La popularización del WhatsApp pone en evidencia la necesidad de la gente para que alguien “escuche” sus ideas, y sobre todo, la falta de consideración hacia las de sus contactos. Sin embargo, su mayor problema radica en que estas prácticas pueden –si no es que ya-, trasladarse al mundo real, con nefastas consecuencias sociales. 

Ejemplo de estas derivaciones, la podemos encontrar en el trágico asesinato del fotógrafo Rubén Espinosa. Conocido es para el público dentro y fuera de línea, que el periodista veracruzano afirmaba ser víctima de amenazas por parte de las autoridades de su estado, por ende, se autoexilió en la Ciudad de México, donde fue ultimado junto a otras cuatro personas. 

El caso resonó en las redes sociales como el que más. Los usuarios demandaron justicia y los reclamos salieron a las calles de varias ciudades, pero, al tiempo que las protestas se intensificaron, también lo hicieron las acusaciones “al vapor”. Dentro y fuera de las redes sociales, personajes de la política, periodismo y sociedad civil, señalaron como el principal responsable -sin más pruebas que su nefastísima administración y pésima imagen-, al gobernador de Veracruz, Javier Duarte.  

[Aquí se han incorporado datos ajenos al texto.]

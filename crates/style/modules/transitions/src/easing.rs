//! Easing curves: the CSS cubic Bézier keywords plus the sine, cubic, circ, elastic, back and
//! bounce families.

use core::f32::consts::{FRAC_PI_2, PI};

use style_values::{EasingFunction, EasingMode};

const NEWTON_ITERATIONS: u8 = 8;
const SOLVE_EPSILON: f64 = 1e-6;
const BACK_OVERSHOOT: f32 = 1.701_58;
const ELASTIC_PERIOD: f32 = 0.3;

/// A unit cubic Bézier curve from (0, 0) to (1, 1); x is time, y is progress.
#[derive(Clone, Copy, Debug, PartialEq)]
pub struct Bezier {
    ax: f64,
    bx: f64,
    cx: f64,
    ay: f64,
    by: f64,
    cy: f64,
}

impl Bezier {
    /// Build the curve from its two middle control points.
    pub fn new(x1: f64, y1: f64, x2: f64, y2: f64) -> Self {
        let cx = 3.0 * x1;
        let bx = 3.0 * (x2 - x1) - cx;
        let cy = 3.0 * y1;
        let by = 3.0 * (y2 - y1) - cy;
        Self {
            ax: 1.0 - cx - bx,
            bx,
            cx,
            ay: 1.0 - cy - by,
            by,
            cy,
        }
    }

    fn sample_x(&self, time: f64) -> f64 {
        ((self.ax * time + self.bx) * time + self.cx) * time
    }

    fn sample_y(&self, time: f64) -> f64 {
        ((self.ay * time + self.by) * time + self.cy) * time
    }

    fn sample_derivative_x(&self, time: f64) -> f64 {
        (3.0 * self.ax * time + 2.0 * self.bx) * time + self.cx
    }

    /// Find the curve parameter whose x is `target`: Newton first, bisection as fallback.
    fn solve_x(&self, target: f64) -> f64 {
        let mut time = target;
        for _ in 0..NEWTON_ITERATIONS {
            let error = self.sample_x(time) - target;
            if error.abs() < SOLVE_EPSILON {
                return time;
            }
            let slope = self.sample_derivative_x(time);
            if slope.abs() < 1e-6 {
                break;
            }
            time -= error / slope;
        }

        let (mut low, mut high) = (0.0f64, 1.0f64);
        time = target.clamp(low, high);
        while low < high {
            let sampled = self.sample_x(time);
            if (sampled - target).abs() < SOLVE_EPSILON {
                return time;
            }
            if target > sampled {
                low = time;
            } else {
                high = time;
            }
            let next = (high - low) / 2.0 + low;
            if (next - time).abs() < f64::EPSILON {
                break;
            }
            time = next;
        }
        time
    }

    /// Progress at time `x` in `[0, 1]`.
    pub fn solve(&self, x: f64) -> f64 {
        self.sample_y(self.solve_x(x))
    }
}

/// Apply `easing` to linear progress `progress`. The endpoints are exact: 0 maps to 0 and 1
/// maps to 1 for every curve.
pub fn ease(easing: EasingFunction, progress: f32) -> f32 {
    if progress <= 0.0 {
        return 0.0;
    }
    if progress >= 1.0 {
        return 1.0;
    }
    match easing {
        EasingFunction::CubicBezier { x1, y1, x2, y2 } => bezier(x1, y1, x2, y2, progress),
        EasingFunction::Mode(mode) => ease_mode(mode, progress),
    }
}

fn bezier(x1: f32, y1: f32, x2: f32, y2: f32, progress: f32) -> f32 {
    Bezier::new(f64::from(x1), f64::from(y1), f64::from(x2), f64::from(y2))
        .solve(f64::from(progress)) as f32
}

fn ease_mode(mode: EasingMode, time: f32) -> f32 {
    match mode {
        EasingMode::Ease => bezier(0.25, 0.1, 0.25, 1.0, time),
        EasingMode::EaseIn => bezier(0.42, 0.0, 1.0, 1.0, time),
        EasingMode::EaseOut => bezier(0.0, 0.0, 0.58, 1.0, time),
        EasingMode::EaseInOut => bezier(0.42, 0.0, 0.58, 1.0, time),
        EasingMode::Linear => time,
        EasingMode::EaseInSine => 1.0 - (time * FRAC_PI_2).cos(),
        EasingMode::EaseOutSine => (time * FRAC_PI_2).sin(),
        EasingMode::EaseInOutSine => (1.0 - (PI * time).cos()) / 2.0,
        EasingMode::EaseInCubic => time * time * time,
        EasingMode::EaseOutCubic => 1.0 - (1.0 - time).powi(3),
        EasingMode::EaseInOutCubic => in_out(time, |part| part * part * part),
        EasingMode::EaseInCirc => in_circ(time),
        EasingMode::EaseOutCirc => out_of(time, in_circ),
        EasingMode::EaseInOutCirc => in_out(time, in_circ),
        EasingMode::EaseInElastic => in_elastic(time),
        EasingMode::EaseOutElastic => out_of(time, in_elastic),
        EasingMode::EaseInOutElastic => in_out(time, in_elastic),
        EasingMode::EaseInBack => in_back(time),
        EasingMode::EaseOutBack => out_of(time, in_back),
        EasingMode::EaseInOutBack => in_out(time, in_back),
        EasingMode::EaseInBounce => out_of(time, out_bounce),
        EasingMode::EaseOutBounce => out_bounce(time),
        EasingMode::EaseInOutBounce => in_out(time, |part| 1.0 - out_bounce(1.0 - part)),
    }
}

/// Mirror an ease-in curve into its ease-out counterpart (and vice versa).
fn out_of(time: f32, curve: fn(f32) -> f32) -> f32 {
    1.0 - curve(1.0 - time)
}

/// Ease-in on the first half, the mirrored ease-out on the second.
fn in_out(time: f32, ease_in: impl Fn(f32) -> f32) -> f32 {
    if time < 0.5 {
        ease_in(time * 2.0) / 2.0
    } else {
        1.0 - ease_in((1.0 - time) * 2.0) / 2.0
    }
}

fn in_circ(time: f32) -> f32 {
    1.0 - (1.0 - time * time).max(0.0).sqrt()
}

fn in_elastic(time: f32) -> f32 {
    if time <= 0.0 {
        return 0.0;
    }
    if time >= 1.0 {
        return 1.0;
    }
    let shifted = time - 1.0;
    -(2.0f32.powf(10.0 * shifted))
        * ((shifted - ELASTIC_PERIOD / 4.0) * (2.0 * PI) / ELASTIC_PERIOD).sin()
}

fn in_back(time: f32) -> f32 {
    time * time * ((BACK_OVERSHOOT + 1.0) * time - BACK_OVERSHOOT)
}

fn out_bounce(time: f32) -> f32 {
    const STRENGTH: f32 = 7.5625;
    const SPAN: f32 = 2.75;
    if time < 1.0 / SPAN {
        STRENGTH * time * time
    } else if time < 2.0 / SPAN {
        let shifted = time - 1.5 / SPAN;
        STRENGTH * shifted * shifted + 0.75
    } else if time < 2.5 / SPAN {
        let shifted = time - 2.25 / SPAN;
        STRENGTH * shifted * shifted + 0.9375
    } else {
        let shifted = time - 2.625 / SPAN;
        STRENGTH * shifted * shifted + 0.984_375
    }
}

#[cfg(test)]
mod tests {
    use style_values::EnumValue as _;

    use super::*;

    #[test]
    fn endpoints_are_exact_for_every_mode() {
        for mode in EasingMode::VARIANTS {
            let easing = EasingFunction::Mode(*mode);
            assert_eq!(ease(easing, 0.0), 0.0, "{mode:?}");
            assert_eq!(ease(easing, 1.0), 1.0, "{mode:?}");
        }
    }

    #[test]
    fn linear_and_symmetric_midpoints() {
        let linear = EasingFunction::Mode(EasingMode::Linear);
        assert!((ease(linear, 0.25) - 0.25).abs() < 1e-6);
        let in_out = EasingFunction::Mode(EasingMode::EaseInOut);
        assert!((ease(in_out, 0.5) - 0.5).abs() < 1e-3);
        let sine = EasingFunction::Mode(EasingMode::EaseInOutSine);
        assert!((ease(sine, 0.5) - 0.5).abs() < 1e-5);
    }

    #[test]
    fn bezier_matches_linear_for_diagonal_control_points() {
        let curve = Bezier::new(0.25, 0.25, 0.75, 0.75);
        assert!((curve.solve(0.3) - 0.3).abs() < 1e-4);
    }

    #[test]
    fn back_overshoots_and_bounce_stays_in_range() {
        let back = EasingFunction::Mode(EasingMode::EaseOutBack);
        assert!(ease(back, 0.7) > 1.0);
        let bounce = EasingFunction::Mode(EasingMode::EaseOutBounce);
        for step in 1..10u8 {
            let value = ease(bounce, f32::from(step) / 10.0);
            assert!((0.0..=1.0).contains(&value));
        }
    }
}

Aprovechando que en estos casos el mexicano promedio demanda un responsable inmediato, los usuarios de redes sociales lograron que, el mal gobierno de Duarte, los periodistas muertos en su estado, y el sentimiento “anti-gobierno” propio del mexicano, fueran suficientes argumentos para que el público dicte, de una vez y para siempre, la culpa y sentencia sobre el asesinato del fotógrafo. 

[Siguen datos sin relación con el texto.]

//! Per-element storage of style value records.
//!
//! At most one record is kept per property id. Plain records sit in a small inline vector;
//! managed records (cursors, images, transition lists) live in a separate vector so that
//! releasing them drops their shared resources.

use smallvec::SmallVec;

use crate::{
    BackgroundSize, Cursor, EasingFunction, EnumValue, Length, ManagedData, PropertyId,
    ResourceHandle, Rgba, Rotate, Scale, Style, StyleDeclaration, StyleKeyword, StyleValue,
    StyleValueManaged, TextShadow, TimeValue, TransformOrigin, TransitionTarget, Translate,
    ValueData,
};

/// Keyed collection of style value records.
#[derive(Clone, Debug, Default, PartialEq)]
pub struct StyleValueCollection {
    values: SmallVec<[StyleValue; 8]>,
    managed: Vec<StyleValueManaged>,
}

impl StyleValueCollection {
    pub fn new() -> Self {
        Self::default()
    }

    /// Insert or replace the record for `value.id`.
    ///
    /// A `Null` keyword removes the record. Returns `true` when the stored state changed.
    pub fn set(&mut self, value: StyleValue) -> bool {
        if value.id == PropertyId::Unknown {
            return false;
        }
        let position = self.values.iter().position(|entry| entry.id == value.id);
        if value.keyword == StyleKeyword::Null {
            return position.is_some_and(|index| {
                self.values.remove(index);
                true
            });
        }
        match position {
            Some(index) if self.values[index] == value => false,
            Some(index) => {
                self.values[index] = value;
                true
            }
            None => {
                self.values.push(value);
                true
            }
        }
    }

    /// Insert or replace the managed record for `value.id`; see [`Self::set`].
    pub fn set_managed(&mut self, value: StyleValueManaged) -> bool {
        if value.id == PropertyId::Unknown {
            return false;
        }
        let position = self.managed.iter().position(|entry| entry.id == value.id);
        if value.keyword == StyleKeyword::Null {
            return position.is_some_and(|index| {
                self.managed.remove(index);
                true
            });
        }
        match position {
            Some(index) if self.managed[index] == value => false,
            Some(index) => {
                self.managed[index] = value;
                true
            }
            None => {
                self.managed.push(value);
                true
            }
        }
    }

    /// Store a declaration in whichever vector matches its kind.
    pub fn set_declaration(&mut self, declaration: StyleDeclaration) -> bool {
        match declaration {
            StyleDeclaration::Value(value) => self.set(value),
            StyleDeclaration::Managed(value) => self.set_managed(value),
        }
    }

    pub fn try_get(&self, id: PropertyId) -> Option<&StyleValue> {
        self.values.iter().find(|entry| entry.id == id)
    }

    pub fn try_get_managed(&self, id: PropertyId) -> Option<&StyleValueManaged> {
        self.managed.iter().find(|entry| entry.id == id)
    }

    /// The keyword stored for `id`, or `Null` when there is no record.
    pub fn keyword(&self, id: PropertyId) -> StyleKeyword {
        self.try_get(id)
            .map(|value| value.keyword)
            .or_else(|| self.try_get_managed(id).map(|value| value.keyword))
            .unwrap_or(StyleKeyword::Null)
    }

    pub fn contains(&self, id: PropertyId) -> bool {
        self.try_get(id).is_some() || self.try_get_managed(id).is_some()
    }

    /// Remove the record for `id` from either vector. Returns `true` when one was removed.
    pub fn remove(&mut self, id: PropertyId) -> bool {
        if let Some(index) = self.values.iter().position(|entry| entry.id == id) {
            self.values.remove(index);
            return true;
        }
        if let Some(index) = self.managed.iter().position(|entry| entry.id == id) {
            self.managed.remove(index);
            return true;
        }
        false
    }

    pub fn clear(&mut self) {
        self.values.clear();
        self.managed.clear();
    }

    pub fn is_empty(&self) -> bool {
        self.values.is_empty() && self.managed.is_empty()
    }

    pub fn len(&self) -> usize {
        self.values.len() + self.managed.len()
    }

    pub fn iter(&self) -> impl Iterator<Item = &StyleValue> {
        self.values.iter()
    }

    pub fn iter_managed(&self) -> impl Iterator<Item = &StyleValueManaged> {
        self.managed.iter()
    }

    /// Every record as a declaration, plain records first.
    pub fn declarations(&self) -> impl Iterator<Item = StyleDeclaration> + '_ {
        self.values
            .iter()
            .copied()
            .map(StyleDeclaration::Value)
            .chain(self.managed.iter().cloned().map(StyleDeclaration::Managed))
    }

    fn typed<T: Default>(&self, id: PropertyId, extract: impl Fn(ValueData) -> Option<T>) -> Style<T> {
        let Some(record) = self.try_get(id) else {
            return Style::null();
        };
        if record.keyword != StyleKeyword::Undefined {
            return Style::keyword(record.keyword);
        }
        extract(record.data).map_or_else(Style::null, Style::value)
    }

    fn typed_managed<T: Default>(
        &self,
        id: PropertyId,
        extract: impl Fn(&ManagedData) -> Option<T>,
    ) -> Style<T> {
        let Some(record) = self.try_get_managed(id) else {
            return Style::null();
        };
        if record.keyword != StyleKeyword::Undefined {
            return Style::keyword(record.keyword);
        }
        extract(&record.data).map_or_else(Style::null, Style::value)
    }

    /// Typed getters return `Null` when there is no record or the payload has another type.
    pub fn length(&self, id: PropertyId) -> Style<Length> {
        self.typed(id, |data| match data {
            ValueData::Length(length) => Some(length),
            _ => None,
        })
    }

    pub fn float(&self, id: PropertyId) -> Style<f32> {
        self.typed(id, |data| match data {
            ValueData::Number(number) => Some(number),
            _ => None,
        })
    }

    pub fn int(&self, id: PropertyId) -> Style<i32> {
        self.typed(id, |data| match data {
            ValueData::Integer(integer) => Some(integer),
            _ => None,
        })
    }

    pub fn color(&self, id: PropertyId) -> Style<Rgba> {
        self.typed(id, |data| match data {
            ValueData::Color(color) => Some(color),
            _ => None,
        })
    }

    /// Integer payload decoded into a keyword enumeration. Unknown integers read as `Null`.
    pub fn enum_value<T: EnumValue + Default>(&self, id: PropertyId) -> Style<T> {
        self.typed(id, |data| match data {
            ValueData::Integer(integer) => T::from_int(integer),
            _ => None,
        })
    }

    pub fn translate(&self, id: PropertyId) -> Style<Translate> {
        self.typed(id, |data| match data {
            ValueData::Translate(translate) => Some(translate),
            _ => None,
        })
    }

    pub fn rotate(&self, id: PropertyId) -> Style<Rotate> {
        self.typed(id, |data| match data {
            ValueData::Rotate(rotate) => Some(rotate),
            _ => None,
        })
    }

    pub fn scale(&self, id: PropertyId) -> Style<Scale> {
        self.typed(id, |data| match data {
            ValueData::Scale(scale) => Some(scale),
            _ => None,
        })
    }

    pub fn transform_origin(&self, id: PropertyId) -> Style<TransformOrigin> {
        self.typed(id, |data| match data {
            ValueData::TransformOrigin(origin) => Some(origin),
            _ => None,
        })
    }

    pub fn background_size(&self, id: PropertyId) -> Style<BackgroundSize> {
        self.typed(id, |data| match data {
            ValueData::BackgroundSize(size) => Some(size),
            _ => None,
        })
    }

    pub fn text_shadow(&self, id: PropertyId) -> Style<TextShadow> {
        self.typed(id, |data| match data {
            ValueData::TextShadow(shadow) => Some(shadow),
            _ => None,
        })
    }

    pub fn cursor(&self, id: PropertyId) -> Style<Cursor> {
        self.typed_managed(id, |data| match data {
            ManagedData::Cursor(cursor) => Some(cursor.clone()),
            _ => None,
        })
    }

    pub fn image(&self, id: PropertyId) -> Style<Option<ResourceHandle>> {
        self.typed_managed(id, |data| match data {
            ManagedData::Image(handle) => Some(Some(handle.clone())),
            _ => None,
        })
    }

    pub fn transition_targets(&self, id: PropertyId) -> Style<Vec<TransitionTarget>> {
        self.typed_managed(id, |data| match data {
            ManagedData::TransitionTargets(targets) => Some(targets.clone()),
            _ => None,
        })
    }

    pub fn times(&self, id: PropertyId) -> Style<Vec<TimeValue>> {
        self.typed_managed(id, |data| match data {
            ManagedData::Times(times) => Some(times.clone()),
            _ => None,
        })
    }

    pub fn easings(&self, id: PropertyId) -> Style<Vec<EasingFunction>> {
        self.typed_managed(id, |data| match data {
            ManagedData::Easings(easings) => Some(easings.clone()),
            _ => None,
        })
    }
}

Supuestos, conjeturas, conspiraciones y medias verdades, sustituyeron en Twitter y Facebook a la investigación forense, contaminando con ello la que resulte ser la verdad del caso, pues desde este momento, no importará quien sea el responsable material o intelectual: los usuarios de redes sociales no lo van a creer, porque ya tienen al culpable que satisface su percepción de la realidad; en detrimento de su propia imagen.